I have thought for some time that the impending social media bubble will at some point burst. I am a true believer that digital marketing done right will drive sales, however folks can get sidetracked pretty fast. That, coupled with many marketers delusional perception of success, and things can get pretty murky.
One must have a keen understanding of why the business is marketing in the first place, to sell more stuff. That’s it. Most of the other yap you are doing is fluff puff marketing and both it and you could go away and no one would notice … except the person who’s job it is to do the tasks that might get eliminated.
Employees and agencies hold on ever so dearly to those tasks, and work diligently to prove their value. That became evidently clear in the over one hundred comments of Facebook Is Overrated For Businesses. (It really is, by the way.)
The ROI meter for the folks writing the checks to fund your marketing should only be interested in things that move the prospect into and down the sales funnel. I have a standard question that I ask our clients. For one such, a furniture chain, it’s “Are you selling more couches?” For our apartment clients, it’s, “Are you renting more apartments?”
If the answer is yes, then all is well and we continue doing what we are doing. If the answer is no, we change direction, swiftly. If your clients are selling more stuff, you or your agency will rarely will get fired. The point here is to ask the question and not be afraid of the answer.
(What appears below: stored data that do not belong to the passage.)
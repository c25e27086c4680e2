//! Threshold backtests for signal rules.
//!
//! ```text
//! get_historical_data ─► clean_data ─► rule ─► cap ─► calculate_returns ─► statistics
//!        │                                                │
//!        └──────────── FrameCache (.csv.gz) ◄─────────────┘ get_price_history
//! ```

pub mod block_deal;
pub mod cache;
pub mod frame;
pub mod framework;
pub mod stats;

pub use cache::FrameCache;
pub use frame::{Frame, Row};
pub use framework::{
    data_fn, prices_fn, BacktestConfig, BacktestFramework, BacktestResult, DataFetcher,
    PriceFetcher, ProviderFetcher, SignalResult,
};
pub use stats::{analyze_returns, percentile, BacktestStatistics};
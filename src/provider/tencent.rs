//! Secondary quote backend: the multi-symbol `qt.gtimg.cn` endpoint.
//!
//! Payload format: `v_sz000001="1~平安银行~000001~10.50~...";` with `~`
//! separated positional fields.

use super::backend::{CallContext, CallError};
use super::proxy::HttpClients;
use crate::types::{ProviderConfig, Result};
use async_trait::async_trait;
use serde_json::{Map, Value};
use std::collections::HashMap;
use std::time::Duration;

const MIN_FIELDS: usize = 47;

// =============================================================================
// Quote record
// =============================================================================

/// One parsed quote. Market caps are converted from 亿 to 元.
#[derive(Debug, Clone, Default, PartialEq)]
pub struct Quote {
    pub trade_date: Option<String>,
    pub code: String,
    pub name: String,
    pub last: Option<f64>,
    pub change_pct: Option<f64>,
    pub change_amount: Option<f64>,
    pub volume: Option<i64>,
    pub amount: Option<f64>,
    pub amplitude_pct: Option<f64>,
    pub high: Option<f64>,
    pub low: Option<f64>,
    pub open: Option<f64>,
    pub prev_close: Option<f64>,
    pub volume_ratio: Option<f64>,
    pub turnover_pct: Option<f64>,
    pub pe_dynamic: Option<f64>,
    pub pb: Option<f64>,
    pub total_mv: Option<f64>,
    pub float_mv: Option<f64>,
    pub five_min_change_pct: Option<f64>,
    pub change_60d_pct: Option<f64>,
    pub change_ytd_pct: Option<f64>,
}

impl Quote {
    /// Spot-table record, in the column order of the primary backend.
    pub fn to_record(&self) -> Map<String, Value> {
        let mut row = Map::new();
        row.insert("trade_date".into(), opt(self.trade_date.clone()));
        row.insert("代码".into(), Value::String(self.code.clone()));
        row.insert("名称".into(), Value::String(self.name.clone()));
        row.insert("最新价".into(), opt(self.last));
        row.insert("涨跌幅".into(), opt(self.change_pct));
        row.insert("涨跌额".into(), opt(self.change_amount));
        row.insert("成交量".into(), opt(self.volume));
        row.insert("成交额".into(), opt(self.amount));
        row.insert("振幅".into(), opt(self.amplitude_pct));
        row.insert("最高".into(), opt(self.high));
        row.insert("最低".into(), opt(self.low));
        row.insert("今开".into(), opt(self.open));
        row.insert("昨收".into(), opt(self.prev_close));
        row.insert("量比".into(), opt(self.volume_ratio));
        row.insert("换手率".into(), opt(self.turnover_pct));
        row.insert("市盈率-动态".into(), opt(self.pe_dynamic));
        row.insert("市净率".into(), opt(self.pb));
        row.insert("总市值".into(), opt(self.total_mv));
        row.insert("流通市值".into(), opt(self.float_mv));
        row.insert("涨速".into(), Value::Null);
        row.insert("5分钟涨跌".into(), opt(self.five_min_change_pct));
        row.insert("60日涨跌幅".into(), opt(self.change_60d_pct));
        row.insert("年初至今涨跌幅".into(), opt(self.change_ytd_pct));
        row
    }

    /// Valuation record approximating the indicator table.
    pub fn to_indicator_record(&self, fallback_symbol: &str) -> Map<String, Value> {
        let symbol = if self.code.is_empty() {
            fallback_symbol
        } else {
            &self.code
        };
        let mut row = Map::new();
        row.insert("trade_date".into(), opt(self.trade_date.clone()));
        row.insert("pe".into(), opt(self.pe_dynamic));
        row.insert("pe_ttm".into(), opt(self.pe_dynamic));
        row.insert("pb".into(), opt(self.pb));
        for key in ["ps", "ps_ttm", "dv_ratio", "dv_ttm"] {
            row.insert(key.into(), Value::Null);
        }
        row.insert("total_mv".into(), opt(self.total_mv));
        row.insert("symbol".into(), Value::String(symbol.to_string()));
        row.insert("name".into(), Value::String(self.name.clone()));
        row
    }
}

fn opt<T: Into<Value>>(value: Option<T>) -> Value {
    value.map_or(Value::Null, Into::into)
}

fn float_field(s: &str) -> Option<f64> {
    let s = s.trim();
    if s.is_empty() {
        return None;
    }
    s.parse::<f64>().ok().filter(|f| f.is_finite())
}

fn int_field(s: &str) -> Option<i64> {
    let s = s.trim();
    s.parse::<i64>()
        .ok()
        .or_else(|| float_field(s).map(|f| f.trunc() as i64))
}

/// Parse one `~`-delimited payload. Returns `None` when too short.
pub fn parse_quote_payload(payload: &str) -> Option<Quote> {
    let fields: Vec<&str> = payload.split('~').collect();
    if fields.len() < MIN_FIELDS {
        return None;
    }
    let at = |i: usize| fields.get(i).copied().unwrap_or("");

    let amount = {
        let parts: Vec<&str> = at(35).split('/').collect();
        if parts.len() >= 3 {
            float_field(parts[2])
        } else {
            None
        }
    };

    // Zero volume falls through to the secondary field.
    let volume = int_field(at(36))
        .filter(|v| *v != 0)
        .or_else(|| int_field(at(6)));

    let ts = at(30).trim();
    let trade_date = match ts.get(..8) {
        Some(day) if day.chars().all(|c| c.is_ascii_digit()) => {
            Some(format!("{}-{}-{}", &day[..4], &day[4..6], &day[6..8]))
        }
        _ => None,
    };

    Some(Quote {
        trade_date,
        code: at(2).trim().to_string(),
        name: at(1).trim().to_string(),
        last: float_field(at(3)),
        prev_close: float_field(at(4)),
        open: float_field(at(5)),
        change_amount: float_field(at(31)),
        change_pct: float_field(at(32)),
        high: float_field(at(33)),
        low: float_field(at(34)),
        amount,
        volume,
        amplitude_pct: float_field(at(43)),
        turnover_pct: float_field(at(38)),
        pe_dynamic: float_field(at(39)),
        total_mv: float_field(at(44)).map(|v| v * 1e8),
        float_mv: float_field(at(45)).map(|v| v * 1e8),
        pb: float_field(at(46)),
        volume_ratio: float_field(at(49)),
        five_min_change_pct: float_field(at(69)),
        change_60d_pct: float_field(at(70)),
        change_ytd_pct: float_field(at(71)),
    })
}

/// Split a multi-symbol response into `symbol → quote`. Malformed parts are
/// skipped, as are quotes without a code.
pub fn parse_quote_response(text: &str) -> HashMap<String, Quote> {
    let mut out = HashMap::new();
    for part in text.split(';').map(str::trim).filter(|p| !p.is_empty()) {
        let Some((left, rest)) = part.split_once("=\"") else {
            continue;
        };
        let payload = match rest.rfind('"') {
            Some(end) => &rest[..end],
            None => rest,
        };
        let symbol = left.trim();
        let symbol = symbol.strip_prefix("v_").unwrap_or(symbol);
        if let Some(quote) = parse_quote_payload(payload) {
            if !quote.code.is_empty() {
                out.insert(symbol.to_string(), quote);
            }
        }
    }
    out
}

// =============================================================================
// Quote source
// =============================================================================

/// Merged result of a batched quote fan-out.
#[derive(Debug, Clone, Default)]
pub struct QuoteFetch {
    pub quotes: HashMap<String, Quote>,
    /// One message per failed batch.
    pub failures: Vec<String>,
}

#[async_trait]
pub trait QuoteSource: Send + Sync {
    /// Quotes for exchange-prefixed symbols. Fails only when every batch failed.
    async fn fetch_quotes(
        &self,
        symbols: &[String],
        ctx: CallContext,
    ) -> std::result::Result<QuoteFetch, CallError>;
}

/// Live implementation over HTTP.
#[derive(Debug, Clone)]
pub struct TencentQuotes {
    url: String,
    clients: HttpClients,
    batch_size: usize,
    batch_sleep: Duration,
}

impl TencentQuotes {
    pub fn new(url: impl Into<String>, clients: HttpClients, batch_size: usize, batch_sleep: Duration) -> Self {
        Self {
            url: url.into(),
            clients,
            batch_size: batch_size.max(1),
            batch_sleep,
        }
    }

    pub fn from_config(config: &ProviderConfig) -> Result<Self> {
        Ok(Self::new(
            config.quote_url.clone(),
            HttpClients::new(&config.ua)?,
            config.tx_batch_size,
            config.batch_sleep(),
        ))
    }

    async fn fetch_batch(
        &self,
        batch: &[String],
        ctx: CallContext,
    ) -> std::result::Result<HashMap<String, Quote>, CallError> {
        let response = self
            .clients
            .client(ctx.proxy)
            .get(format!("{}{}", self.url, batch.join(",")))
            .timeout(ctx.timeout)
            .send()
            .await?
            .error_for_status()?;
        let text = response.text().await?;
        Ok(parse_quote_response(&text))
    }
}

#[async_trait]
impl QuoteSource for TencentQuotes {
    async fn fetch_quotes(
        &self,
        symbols: &[String],
        ctx: CallContext,
    ) -> std::result::Result<QuoteFetch, CallError> {
        let mut fetch = QuoteFetch::default();
        let mut last_error = None;
        let mut succeeded = 0usize;

        for batch in symbols.chunks(self.batch_size) {
            match self.fetch_batch(batch, ctx).await {
                Ok(quotes) => {
                    succeeded += 1;
                    fetch.quotes.extend(quotes);
                }
                Err(err) => {
                    fetch.failures.push(format!(
                        "quote batch {}..{} failed: {}",
                        batch.first().map(String::as_str).unwrap_or_default(),
                        batch.last().map(String::as_str).unwrap_or_default(),
                        err
                    ));
                    last_error = Some(err);
                }
            }
            if !self.batch_sleep.is_zero() {
                tokio::time::sleep(self.batch_sleep).await;
            }
        }

        match last_error {
            Some(err) if succeeded == 0 => Err(err),
            _ => Ok(fetch),
        }
    }
}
What we don’t do is look for things we are doing to “prove” our value to the owner. Hey, some of those things do have value, but if sales drop or dip we all need to become much more nibble and fix things faster.
Erica Napoletano penned a post just after the first of the year titled, I Hope You Are Looking For a New Job. The post compared the real estate bubble to a predicted social media bubble.
So, if you’re a “social media consultant,” I hope you’re looking for a new job. Because the bottom is about to fall out of your market. Just like real estate, social media isn’t going anywhere. But if you’re deluding yourself and your clients into thinking that you’ve got what they need, you’re no different than the hairdressers-turned-Realtor-turned-hairdressers of the Las Vegas real estate boom.
You’re hawking overpriced real estate to anyone who can make the down payment.
Social media is a component of a comprehensive marketing strategy, not a stand-alone panacea. There are no unicorns that fart glitter or fluffy pillows. Social media campaigns aren’t islands unto themselves and boats don’t race to moor on their docks. If you’re one of those laptop-and-a-lunch hucksters, I certainly hope you’re gearing up to acquire some expanded job skills, as it’s becoming damn clear that what you’re selling isn’t going to have a market for long.
Perhaps a bit harsh, however it gets to the point. Part of the problem is that the social media echo chamber has become a support system for every “like minded” marketer telling you how good you are. Ask the client: Nothing else matters. The same sort of nonsense occurs with employees who constantly get distracted on what the true goals and strategies are.
So, get your marketing compass out and ask your client or your boss if they are selling more stuff due to your marketing efforts. The answer will make your direction much more clear.